Gerçek şu ki, bunu başarabileceğimizin mümkün olup olmadığını bilmiyoruz.

Teknolojimizin gerçek zihinler yaratmayı sağlayabileceğini de…

Tüm bunlar problemin doğasına bağlı:

Beynin ve zihnin karmaşık yapısını çözmek için daha gidecek çok mu yolumuz var?

Yoksa, hiç çözemeyeceğimiz kadar karmaşık bir yapıdalar mı?

En kötü ihtimalle bilinç, beynin kısımlarından fazlası ve bizler bunu henüz çözebilmiş değiliz.

Hatta öyle karmaşık olabilir ki daha iyi taramalarla bile çözemeyebiliriz.

İçindeki malzemelerini bilmek, iyi bir bilinç pastası yapabilmemiz için yeterli olmayabilir.

Şu anda, elimizde somut bilimsel sonuçlar ve nihai hedefimiz var ve bu gayet iyi bir başlangıç noktası.

Fakat gerçek simülasyona giden yol puslu olup çok fazla yenilik ve araştırma gerektirmekte.

İnsanoğlu, tarih boyunca ilerlemenin gidişatını tahmin etmede hep çuvallamıştır.

En iyi ihtimalle mesele, yapılması gerekeni yapıp en uygun çözümleri bulmaktan ibarettir.

Her bir hücreyi en küçük atomuna kadar simüle etmemiz gerekmeyebilir.

Bunun yerine, daha az sayıda ve basit sistemler yardımıyla beyni taklit edebilecek…

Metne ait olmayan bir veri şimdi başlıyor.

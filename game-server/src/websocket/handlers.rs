use std::sync::Arc;
use tracing::{debug, info, warn};

use crate::session_manager::SessionManager;
use crate::websocket::connection::{ConnectionId, ConnectionManager};
use game_types::{ClientMessage, ServerMessage};

#[derive(Clone)]
pub struct MessageHandler {
    connection_id: ConnectionId,
    connection_manager: Arc<ConnectionManager>,
    session_manager: Arc<SessionManager>,
}

impl MessageHandler {
    pub fn new(
        connection_id: ConnectionId,
        connection_manager: Arc<ConnectionManager>,
        session_manager: Arc<SessionManager>,
    ) -> Self {
        Self {
            connection_id,
            connection_manager,
            session_manager,
        }
    }

    /// Open the session's first round. The session manager greets the
    /// browser with `SessionStarted`.
    pub async fn handle_connect(&self) -> Result<(), String> {
        self.session_manager
            .open_session(self.connection_id)
            .await
            .map(|_| ())
    }

    pub async fn handle_message(&self, message: ClientMessage) -> Result<(), String> {
        // Heartbeats count as activity for both the socket and its session
        self.connection_manager
            .update_activity(self.connection_id)
            .await;
        let session_open = self.session_manager.touch_session(self.connection_id).await;

        let result = match message {
            ClientMessage::EditGuessInput { text } => {
                self.session_manager
                    .edit_guess_input(self.connection_id, text)
                    .await
            }
            ClientMessage::SubmitGuess => self.session_manager.submit_guess(self.connection_id).await,
            ClientMessage::GiveUp => self.session_manager.give_up(self.connection_id).await,
            ClientMessage::Restart => {
                info!("Connection {} restarting round", self.connection_id);
                self.session_manager.restart(self.connection_id).await
            }
            ClientMessage::Heartbeat if session_open => return Ok(()),
            ClientMessage::Heartbeat => Err("Session not found".to_string()),
        };

        // Successful intents are pushed to the browser by the session manager
        match result {
            Ok(_) => Ok(()),
            Err(e) => {
                warn!("Failed to apply message for {}: {}", self.connection_id, e);
                self.send_error(&e).await
            }
        }
    }

    pub async fn handle_disconnect(&self) {
        debug!("Handling disconnect for connection {}", self.connection_id);
        self.session_manager.close_session(self.connection_id).await;
    }

    pub async fn send_error(&self, message: &str) -> Result<(), String> {
        self.send_message(ServerMessage::Error {
            message: message.to_string(),
        })
        .await
    }

    async fn send_message(&self, message: ServerMessage) -> Result<(), String> {
        self.connection_manager
            .send_to_connection(self.connection_id, message)
            .await
    }
}
use async_trait::async_trait;
use reqwest::Client;
use serde::Deserialize;
use thiserror::Error;

#[derive(Debug, Error)]
pub enum FetchError {
    #[error("Request to image provider failed: {0}")]
    Http(#[from] reqwest::Error),
    #[error("Image provider reported status '{0}'")]
    UnexpectedStatus(String),
}

/// Source of random dog images. Each call is one request; callers never
/// retry.
#[async_trait]
pub trait ImageProvider: Send + Sync {
    async fn random_image(&self) -> Result<String, FetchError>;
}

#[derive(Debug, Deserialize)]
struct RandomImageResponse {
    message: String,
    status: String,
}

/// Client for the dog.ceo random image API.
pub struct DogApiProvider {
    client: Client,
    endpoint: String,
}

impl DogApiProvider {
    pub fn new(endpoint: impl Into<String>) -> Self {
        Self {
            client: Client::new(),
            endpoint: endpoint.into(),
        }
    }

    pub fn endpoint(&self) -> &str {
        &self.endpoint
    }
}

#[async_trait]
impl ImageProvider for DogApiProvider {
    async fn random_image(&self) -> Result<String, FetchError> {
        tracing::debug!("Requesting random image from {}", self.endpoint);

        let response: RandomImageResponse = self
            .client
            .get(&self.endpoint)
            .send()
            .await?
            .error_for_status()?
            .json()
            .await?;

        if response.status != "success" {
            return Err(FetchError::UnexpectedStatus(response.status));
        }

        Ok(response.message)
    }
}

…olasılıksal modeller sayesinde süreci kolaylaştırmak mümkün olabilir.

Dolayısıyla beynimiz ile bilincimizi, insan zihnini kopyalayabilecek kadar iyi anlayabilecek miyiz…

…henüz belli değil.

Yine de, bilim gerçektir ve peşinden gitmeye değer.

En azından, kendimiz hakkında bir sürü şey öğrenebilir ve birçok yeni teknoloji geliştirebiliriz.

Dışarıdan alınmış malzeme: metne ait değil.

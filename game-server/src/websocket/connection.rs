use game_types::{ServerMessage, SessionId};
use std::collections::HashMap;
use std::fmt;
use std::time::{Duration, Instant};
use tokio::sync::{RwLock, mpsc};
use uuid::Uuid;

/// Identifies one browser tab's WebSocket. The same id keys its game session.
#[derive(Debug, Clone, Copy, PartialEq, Eq, Hash)]
pub struct ConnectionId(Uuid);

impl ConnectionId {
    pub fn new() -> Self {
        Self(Uuid::new_v4())
    }

    pub fn session_id(&self) -> SessionId {
        self.0
    }
}

impl Default for ConnectionId {
    fn default() -> Self {
        Self::new()
    }
}

impl From<Uuid> for ConnectionId {
    fn from(id: Uuid) -> Self {
        Self(id)
    }
}

impl fmt::Display for ConnectionId {
    fn fmt(&self, f: &mut fmt::Formatter<'_>) -> fmt::Result {
        write!(f, "{}", self.0)
    }
}

#[derive(Debug, Clone)]
pub struct Connection {
    pub id: ConnectionId,
    pub connected_at: Instant,
    pub last_activity: Instant,
    pub sender: mpsc::UnboundedSender<ServerMessage>,
}

impl Connection {
    pub fn new(id: ConnectionId) -> (Self, mpsc::UnboundedReceiver<ServerMessage>) {
        let (sender, receiver) = mpsc::unbounded_channel();
        let now = Instant::now();

        let connection = Self {
            id,
            connected_at: now,
            last_activity: now,
            sender,
        };

        (connection, receiver)
    }

    pub fn update_activity(&mut self) {
        self.last_activity = Instant::now();
    }

    pub fn send_message(&self, message: ServerMessage) -> Result<(), String> {
        self.sender
            .send(message)
            .map_err(|_| "Connection closed".to_string())
    }

    pub fn is_inactive(&self, timeout: Duration) -> bool {
        self.last_activity.elapsed() > timeout
    }
}

pub struct ConnectionManager {
    connections: RwLock<HashMap<ConnectionId, Connection>>,
}

impl ConnectionManager {
    pub fn new() -> Self {
        Self {
            connections: RwLock::new(HashMap::new()),
        }
    }

    pub async fn create_connection(
        &self,
        id: ConnectionId,
    ) -> mpsc::UnboundedReceiver<ServerMessage> {
        let (conn, receiver) = Connection::new(id);

        {
            let mut connections = self.connections.write().await;
            connections.insert(id, conn);
        }

        receiver
    }

    pub async fn remove_connection(&self, id: ConnectionId) {
        let mut connections = self.connections.write().await;
        connections.remove(&id);
    }

    pub async fn update_activity(&self, id: ConnectionId) {
        let mut connections = self.connections.write().await;
        if let Some(connection) = connections.get_mut(&id) {
            connection.update_activity();
        }
    }

    pub async fn send_to_connection(
        &self,
        id: ConnectionId,
        message: ServerMessage,
    ) -> Result<(), String> {
        let connections = self.connections.read().await;
        if let Some(connection) = connections.get(&id) {
            connection.send_message(message)
        } else {
            Err("Connection not found".to_string())
        }
    }

    /// Drops connections idle for longer than `timeout`. Dropping the sender
    /// ends the socket's outgoing loop, which closes the socket.
    pub async fn cleanup_inactive_connections(&self, timeout: Duration) -> Vec<ConnectionId> {
        let inactive_connections: Vec<ConnectionId> = {
            let connections = self.connections.read().await;
            connections
                .values()
                .filter(|conn| conn.is_inactive(timeout))
                .map(|conn| conn.id)
                .collect()
        };

        for connection_id in &inactive_connections {
            tracing::info!("Removing inactive connection: {}", connection_id);
            self.remove_connection(*connection_id).await;
        }

        inactive_connections
    }

    pub async fn connection_count(&self) -> usize {
        let connections = self.connections.read().await;
        connections.len()
    }
}

impl Default for ConnectionManager {
    fn default() -> Self {
        Self::new()
    }
}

Başarılı olursak, zihin transferi işlemi hızla gelişen bilgisayar teknolojisiyle pekâlâ mümkün olabilir.

Sonuçları insanlık ve kâinattaki geleceğimiz için son derece muazzam, ürpertici ve harikulade olacaktır.

KOPYA

Başarılı zihin transferi aslında bir nevi ölümsüzlük demektir.

Kopyanız hasar görmediği veya silinmediği müddetçe var olmaya devam edeceksiniz.

Tabii tarama, muhtemel pek çok ihtimalin birinden dolayı bozulursa zihniniz de bozulabilir.

Sonsuza dek acı çekebilir, paranoya hâlinde olabilir veya da psikotik krizin pençesinde kalabilirsiniz.

Bu dijital zihnin gerçekten de siz olup olmadığı ise içinden çıkılmaz bir mesele.

Şimdilik, dijital zihninizin en azından sizin gibi hissettiğini varsaymakla yetineceğiz.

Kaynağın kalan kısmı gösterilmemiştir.